**EXERCISE DIRECTIONS:** Report how many lines of the records below include the word "chrono". Give nothing but the number.
=== Begin Enclosure ===
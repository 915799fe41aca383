//! Antenatal enrollment form.

use serde::{Deserialize, Serialize};
use validator::Validate;

use crate::constants::{DWTA, IND, NEG, NO, POS, YES};
use crate::context::ValidationContext;
use crate::types::{Date, RecordId, Timestamp};
use crate::validation::combinators::required_if;
use crate::validation::{FieldViolation, Halted, Rejection, Report, RuleKind, RuleResult};

use super::common::{schema_violations, validate_against_consent_datetime};

pub const FORM_NAME: &str = "antenatal_enrollment";

#[derive(Debug, Clone, Default, PartialEq, Eq, Serialize, Deserialize, Validate)]
#[serde(default)]
pub struct AntenatalEnrollment {
    pub id: Option<RecordId>,
    #[validate(length(min = 1, message = "Subject identifier is required."))]
    pub subject_identifier: String,
    pub report_datetime: Option<Timestamp>,
    pub knows_lmp: Option<String>,
    pub last_period_date: Option<Date>,
    pub rapid_test_done: Option<String>,
    pub rapid_test_date: Option<Date>,
    pub rapid_test_result: Option<String>,
    pub week32_test: Option<String>,
    pub week32_test_date: Option<Date>,
    pub week32_result: Option<String>,
    pub current_hiv_status: Option<String>,
}

pub fn validate(form: &AntenatalEnrollment, ctx: &ValidationContext<'_>) -> Result<(), Rejection> {
    let mut report = Report::new(ctx.config.mode);
    let _ = check(form, ctx, &mut report);
    report.finish(FORM_NAME, Some(&form.subject_identifier))
}

fn check(
    form: &AntenatalEnrollment,
    ctx: &ValidationContext<'_>,
    report: &mut Report,
) -> Result<(), Halted> {
    report.extend(schema_violations(form))?;

    report.record(required_if(
        &[YES],
        form.knows_lmp.as_deref(),
        "last_period_date",
        &form.last_period_date,
    ))?;
    report.record(required_if(
        &[YES],
        form.rapid_test_done.as_deref(),
        "rapid_test_date",
        &form.rapid_test_date,
    ))?;
    report.record(required_if(
        &[YES],
        form.rapid_test_done.as_deref(),
        "rapid_test_result",
        &form.rapid_test_result,
    ))?;

    report.record(validate_against_consent_datetime(
        ctx.lookups,
        &form.subject_identifier,
        None,
        form.report_datetime,
    ))?;

    report.record(validate_current_hiv_status(form))?;
    report.record(validate_enrollment_status(form, ctx))
}

/// The current status must agree with whether the participant was ever tested.
fn validate_current_hiv_status(form: &AntenatalEnrollment) -> RuleResult {
    let current = form.current_hiv_status.as_deref();
    let is_one_of = |codes: &[&str]| current.is_some_and(|c| codes.contains(&c));

    match form.week32_test.as_deref() {
        Some(NO) if is_one_of(&[POS, NEG, IND]) => Err(FieldViolation::field(
            "current_hiv_status",
            RuleKind::Consistency,
            "Participant has never tested for HIV. Current HIV status is unknown.",
        )),
        Some(YES) if !is_one_of(&[POS, NEG, IND, DWTA]) => Err(FieldViolation::field(
            "current_hiv_status",
            RuleKind::Consistency,
            "Participant has previously tested for HIV. Current HIV status cannot be \
             unknown or never tested.",
        )),
        _ => Ok(()),
    }
}

fn validate_enrollment_status(form: &AntenatalEnrollment, ctx: &ValidationContext<'_>) -> RuleResult {
    ctx.resolver
        .enrollment_hiv_status(form)
        .map(|_| ())
        .map_err(|err| FieldViolation::global(RuleKind::Consistency, err.to_string()))
}

#[cfg(test)]
mod tests {
    use super::*;
    use crate::config::ValidationMode;
    use crate::constants::UNKNOWN;
    use crate::forms::test_support::{consent_time, Fixture, SUBJECT};
    use chrono::Duration;

    fn valid_form() -> AntenatalEnrollment {
        AntenatalEnrollment {
            subject_identifier: SUBJECT.to_string(),
            report_datetime: Some(consent_time() + Duration::days(1)),
            knows_lmp: Some(YES.to_string()),
            last_period_date: consent_time().date_naive().checked_sub_days(chrono::Days::new(90)),
            rapid_test_done: Some(NO.to_string()),
            week32_test: Some(YES.to_string()),
            current_hiv_status: Some(NEG.to_string()),
            ..AntenatalEnrollment::default()
        }
    }

    #[test]
    fn valid_enrollment_passes() {
        let fixture = Fixture::consented();
        assert!(validate(&valid_form(), &fixture.ctx()).is_ok());
    }

    #[test]
    fn saved_enrollment_checks_latest_consent() {
        let fixture = Fixture::consented();
        let form = AntenatalEnrollment {
            id: Some(RecordId::new_v4()),
            ..valid_form()
        };
        assert!(validate(&form, &fixture.ctx()).is_ok());
    }

    #[test]
    fn last_period_date_required_when_lmp_known() {
        let fixture = Fixture::consented();
        let form = AntenatalEnrollment {
            last_period_date: None,
            ..valid_form()
        };
        let err = validate(&form, &fixture.ctx()).unwrap_err();
        assert!(err.has_field("last_period_date"));
    }

    #[test]
    fn rapid_test_result_required_when_test_done() {
        let fixture = Fixture::consented();
        let form = AntenatalEnrollment {
            rapid_test_done: Some(YES.to_string()),
            rapid_test_date: Some(consent_time().date_naive()),
            ..valid_form()
        };
        let err = validate(&form, &fixture.ctx()).unwrap_err();
        assert!(err.has_field("rapid_test_result"));
    }

    #[test]
    fn never_tested_cannot_have_known_status() {
        let fixture = Fixture::consented();
        let form = AntenatalEnrollment {
            week32_test: Some(NO.to_string()),
            current_hiv_status: Some(POS.to_string()),
            ..valid_form()
        };
        let err = validate(&form, &fixture.ctx()).unwrap_err();
        assert_eq!(
            err.field_errors()["current_hiv_status"],
            "Participant has never tested for HIV. Current HIV status is unknown."
        );
    }

    #[test]
    fn previously_tested_cannot_be_unknown() {
        let fixture = Fixture::consented();
        let form = AntenatalEnrollment {
            current_hiv_status: Some(UNKNOWN.to_string()),
            ..valid_form()
        };
        let err = validate(&form, &fixture.ctx()).unwrap_err();
        assert!(err.field_errors()["current_hiv_status"].starts_with("Participant has previously"));
    }

    #[test]
    fn undetermined_enrollment_status_is_global() {
        let fixture = Fixture::consented();
        let form = AntenatalEnrollment {
            current_hiv_status: Some(DWTA.to_string()),
            ..valid_form()
        };
        let err = validate(&form, &fixture.ctx()).unwrap_err();
        assert_eq!(
            err.global_errors(),
            vec!["Unable to determine maternal hiv status at enrollment."]
        );
    }

    #[test]
    fn report_before_consent_rejected() {
        let fixture = Fixture::consented();
        let form = AntenatalEnrollment {
            report_datetime: Some(consent_time() - Duration::days(1)),
            ..valid_form()
        };
        let err = validate(&form, &fixture.ctx()).unwrap_err();
        assert!(err.has_field("report_datetime"));
    }

    #[test]
    fn collect_all_reports_every_group() {
        let fixture = Fixture::consented().with_mode(ValidationMode::CollectAll);
        let form = AntenatalEnrollment {
            last_period_date: None,
            week32_test: Some(NO.to_string()),
            current_hiv_status: Some(POS.to_string()),
            ..valid_form()
        };
        let err = validate(&form, &fixture.ctx()).unwrap_err();
        assert!(err.has_field("last_period_date"));
        assert!(err.has_field("current_hiv_status"));
        assert_eq!(err.global_errors().len(), 1);
    }

    #[test]
    fn blank_subject_identifier_is_a_schema_violation() {
        let fixture = Fixture::consented();
        let form = AntenatalEnrollment {
            subject_identifier: String::new(),
            ..valid_form()
        };
        let err = validate(&form, &fixture.ctx()).unwrap_err();
        assert_eq!(err.violations[0].rule, RuleKind::Schema);
    }
}
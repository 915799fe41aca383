//! Screening of participants from prior BHP studies.

use serde::{Deserialize, Serialize};

use crate::constants::{INTERESTED, NO, UNKNOWN};
use crate::context::ValidationContext;
use crate::validation::combinators::{
    applicable_if, not_applicable_if, not_applicable_only, validate_other_specify,
};
use crate::validation::{FieldViolation, Halted, Rejection, Report, RuleKind, RuleResult};

pub const FORM_NAME: &str = "screening_prior_participants";

#[derive(Debug, Clone, Default, PartialEq, Eq, Serialize, Deserialize)]
#[serde(default)]
pub struct ScreeningPriorParticipants {
    pub screening_identifier: Option<String>,
    pub child_alive: Option<String>,
    pub mother_alive: Option<String>,
    pub flourish_participation: Option<String>,
    pub reason_not_to_participate: Option<String>,
    pub reason_not_to_participate_other: Option<String>,
}

pub fn validate(
    form: &ScreeningPriorParticipants,
    ctx: &ValidationContext<'_>,
) -> Result<(), Rejection> {
    let mut report = Report::new(ctx.config.mode);
    let _ = check(form, &mut report);
    report.finish(FORM_NAME, form.screening_identifier.as_deref())
}

fn check(form: &ScreeningPriorParticipants, report: &mut Report) -> Result<(), Halted> {
    let child_alive = form.child_alive.as_deref();
    report.record(not_applicable_if(
        &[NO],
        child_alive,
        "mother_alive",
        &form.mother_alive,
    ))?;
    report.record(not_applicable_only(
        &[NO],
        child_alive,
        "flourish_participation",
        &form.flourish_participation,
    ))?;

    report.record(validate_participation(form))?;

    report.record(applicable_if(
        &[NO],
        form.flourish_participation.as_deref(),
        "reason_not_to_participate",
        &form.reason_not_to_participate,
    ))?;
    report.record(validate_other_specify(
        form.reason_not_to_participate.as_deref(),
        "reason_not_to_participate_other",
        &form.reason_not_to_participate_other,
    ))
}

/// Only a living mother can be the interested caregiver.
fn validate_participation(form: &ScreeningPriorParticipants) -> RuleResult {
    let mother_gone = matches!(form.mother_alive.as_deref(), Some(NO) | Some(UNKNOWN));
    if mother_gone && form.flourish_participation.as_deref() == Some(INTERESTED) {
        return Err(FieldViolation::field(
            "flourish_participation",
            RuleKind::Consistency,
            "The mother from the previous study is not alive, Please correct interest for \
             `another caregiver`. ",
        ));
    }
    Ok(())
}
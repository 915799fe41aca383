use flourish_core::error::CoreError;

#[derive(Debug, thiserror::Error)]
pub enum DbError {
    #[error("Database error: {0}")]
    Database(#[from] sqlx::Error),

    #[error(transparent)]
    Core(#[from] CoreError),

    #[error("Invalid configuration: {0}")]
    Config(String),
}
//! Obstetrical history form.
//!
//! Pregnancy and child counts are cross-checked against each other and
//! against the gestational age of the current pregnancy as confirmed by
//! ultrasound.

use serde::{Deserialize, Serialize};
use validator::Validate;

use crate::context::ValidationContext;
use crate::validation::{FieldViolation, Halted, Rejection, Report, RuleKind, RuleResult};

use super::common::{complete_ultrasound_first, schema_violations, VisitRef};

pub const FORM_NAME: &str = "obstetrical_history";

#[derive(Debug, Clone, PartialEq, Eq, Serialize, Deserialize, Validate)]
pub struct ObstetricalHistory {
    pub maternal_visit: VisitRef,
    #[serde(default)]
    #[validate(range(min = 0, max = 30, message = "Enter a count between 0 and 30."))]
    pub prev_pregnancies: Option<i32>,
    #[serde(default)]
    #[validate(range(min = 0, max = 30, message = "Enter a count between 0 and 30."))]
    pub pregs_24wks_or_more: Option<i32>,
    #[serde(default)]
    #[validate(range(min = 0, max = 30, message = "Enter a count between 0 and 30."))]
    pub lost_before_24wks: Option<i32>,
    #[serde(default)]
    #[validate(range(min = 0, max = 30, message = "Enter a count between 0 and 30."))]
    pub lost_after_24wks: Option<i32>,
    #[serde(default)]
    #[validate(range(min = 0, max = 30, message = "Enter a count between 0 and 30."))]
    pub live_children: Option<i32>,
    #[serde(default)]
    #[validate(range(min = 0, max = 30, message = "Enter a count between 0 and 30."))]
    pub children_died_b4_5yrs: Option<i32>,
    #[serde(default)]
    #[validate(range(min = 0, max = 30, message = "Enter a count between 0 and 30."))]
    pub children_died_aft_5yrs: Option<i32>,
    #[serde(default)]
    #[validate(range(min = 0, max = 30, message = "Enter a count between 0 and 30."))]
    pub children_deliv_before_37wks: Option<i32>,
    #[serde(default)]
    #[validate(range(min = 0, max = 30, message = "Enter a count between 0 and 30."))]
    pub children_deliv_aftr_37wks: Option<i32>,
}

pub fn validate(form: &ObstetricalHistory, ctx: &ValidationContext<'_>) -> Result<(), Rejection> {
    let mut report = Report::new(ctx.config.mode);
    let _ = check(form, ctx, &mut report);
    report.finish(FORM_NAME, Some(&form.maternal_visit.subject_identifier))
}

fn check(
    form: &ObstetricalHistory,
    ctx: &ValidationContext<'_>,
    report: &mut Report,
) -> Result<(), Halted> {
    let schema = schema_violations(form);
    let malformed = !schema.is_empty();
    report.extend(schema)?;
    if malformed {
        // The count rules only hold for in-range counts.
        return Err(Halted);
    }

    let enrolled = ctx
        .lookups
        .antenatal_enrollment(&form.maternal_visit.subject_identifier)
        .is_some();
    let ga = if enrolled {
        report.prerequisite(ultrasound_ga_confirmed(form, ctx))?
    } else {
        0
    };
    let threshold = ctx.config.gestation_threshold_weeks;

    if enrolled {
        report.record(validate_single_prior_pregnancy(form, ga, threshold))?;
    }
    report.record(validate_prev_pregnancies(form, ga, threshold))?;
    report.record(validate_children_delivery(
        form,
        ga,
        ctx.config.living_children_allowance,
    ))
}

/// Gestational age in weeks confirmed by the ultrasound done at this visit.
fn ultrasound_ga_confirmed(
    form: &ObstetricalHistory,
    ctx: &ValidationContext<'_>,
) -> Result<i32, FieldViolation> {
    let visit = &form.maternal_visit;
    ctx.lookups
        .ultrasound(&visit.subject_identifier, Some(&visit.visit_code))
        .map(|ultrasound| ultrasound.ga_confirmed.unwrap_or(0))
        .ok_or_else(complete_ultrasound_first)
}

/// With exactly one previous pregnancy (the current one), loss and death
/// counts must be zero.
fn validate_single_prior_pregnancy(form: &ObstetricalHistory, ga: i32, threshold: i32) -> RuleResult {
    if form.prev_pregnancies != Some(1) {
        return Ok(());
    }
    let zero_field = |field: &str, value: Option<i32>, qualifier: &str| -> RuleResult {
        if value == Some(0) {
            return Ok(());
        }
        Err(FieldViolation::field(
            field,
            RuleKind::Consistency,
            format!(
                "You indicated previous pregnancies were 1, {field} should be zero as the \
                 current pregnancy is {qualifier}than {threshold} weeks."
            ),
        ))
    };

    if ga >= threshold {
        // Unanswered counts are left to the other checks here.
        for (field, value) in [
            ("lost_before_24wks", form.lost_before_24wks),
            ("lost_after_24wks", form.lost_after_24wks),
            ("children_died_aft_5yrs", form.children_died_aft_5yrs),
        ] {
            if value.is_some() {
                zero_field(field, value, "more ")?;
            }
        }
    } else {
        zero_field("pregs_24wks_or_more", form.pregs_24wks_or_more, "not more ")?;
        zero_field("lost_after_24wks", form.lost_after_24wks, "not more ")?;
    }
    Ok(())
}

fn validate_prev_pregnancies(form: &ObstetricalHistory, ga: i32, threshold: i32) -> RuleResult {
    let pregs_24wks_or_more = count(form.pregs_24wks_or_more);
    let lost_before_24wks = count(form.lost_before_24wks);
    let lost_after_24wks = count(form.lost_after_24wks);

    let offset = i64::from(ga > 0 && ga < threshold);
    if let Some(previous) = form.prev_pregnancies.map(i64::from) {
        if previous > 1 && pregs_24wks_or_more + lost_before_24wks != previous - offset {
            return Err(FieldViolation::global(
                RuleKind::Consistency,
                "Total pregnancies should be equal to sum of pregnancies lost and current",
            ));
        }
    }

    if ga > threshold && pregs_24wks_or_more < 1 {
        return Err(FieldViolation::field(
            "pregs_24wks_or_more",
            RuleKind::Consistency,
            format!(
                "Pregnancies more than {threshold} weeks should be more than 1 including the \
                 current pregnancy"
            ),
        ));
    }

    if lost_after_24wks > pregs_24wks_or_more {
        return Err(FieldViolation::field(
            "lost_after_24wks",
            RuleKind::Consistency,
            format!(
                "Pregnancies lost after {threshold} weeks cannot be more than pregnancies \
                 atleast {threshold} weeks"
            ),
        ));
    }
    Ok(())
}

/// Deliveries must account for every previous pregnancy not lost, and living
/// children cannot exceed deliveries (allowing for multiple births).
fn validate_children_delivery(form: &ObstetricalHistory, ga: i32, allowance: i32) -> RuleResult {
    let (Some(before_37), Some(after_37), Some(lost_before), Some(lost_after)) = (
        form.children_deliv_before_37wks,
        form.children_deliv_aftr_37wks,
        form.lost_before_24wks,
        form.lost_after_24wks,
    ) else {
        return Ok(());
    };
    let delivered = i64::from(before_37) + i64::from(after_37);
    let lost = i64::from(lost_before) + i64::from(lost_after);
    let offset = i64::from(ga != 0);

    if let Some(previous) = form.prev_pregnancies.filter(|&p| p != 0).map(i64::from) {
        if delivered != (previous - offset) - lost {
            return Err(FieldViolation::global(
                RuleKind::Consistency,
                format!(
                    "The sum of Q10 and Q11 must be equal to (Q3 -{offset}) - (Q5 + Q6). \
                     Please correct."
                ),
            ));
        }
    }

    let died = count(form.children_died_b4_5yrs) + count(form.children_died_aft_5yrs);
    if count(form.live_children) > delivered - died + i64::from(allowance) {
        return Err(FieldViolation::field(
            "live_children",
            RuleKind::Consistency,
            "Living children must be equal to pregnancies delivered(Q9 + Q10) and children \
             lost. Please correct.",
        ));
    }
    Ok(())
}

/// An unanswered count, widened so sums cannot overflow.
fn count(value: Option<i32>) -> i64 {
    value.map_or(0, i64::from)
}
=== End Enclosure ===
**RESULT OF THIS EXERCISE:** 2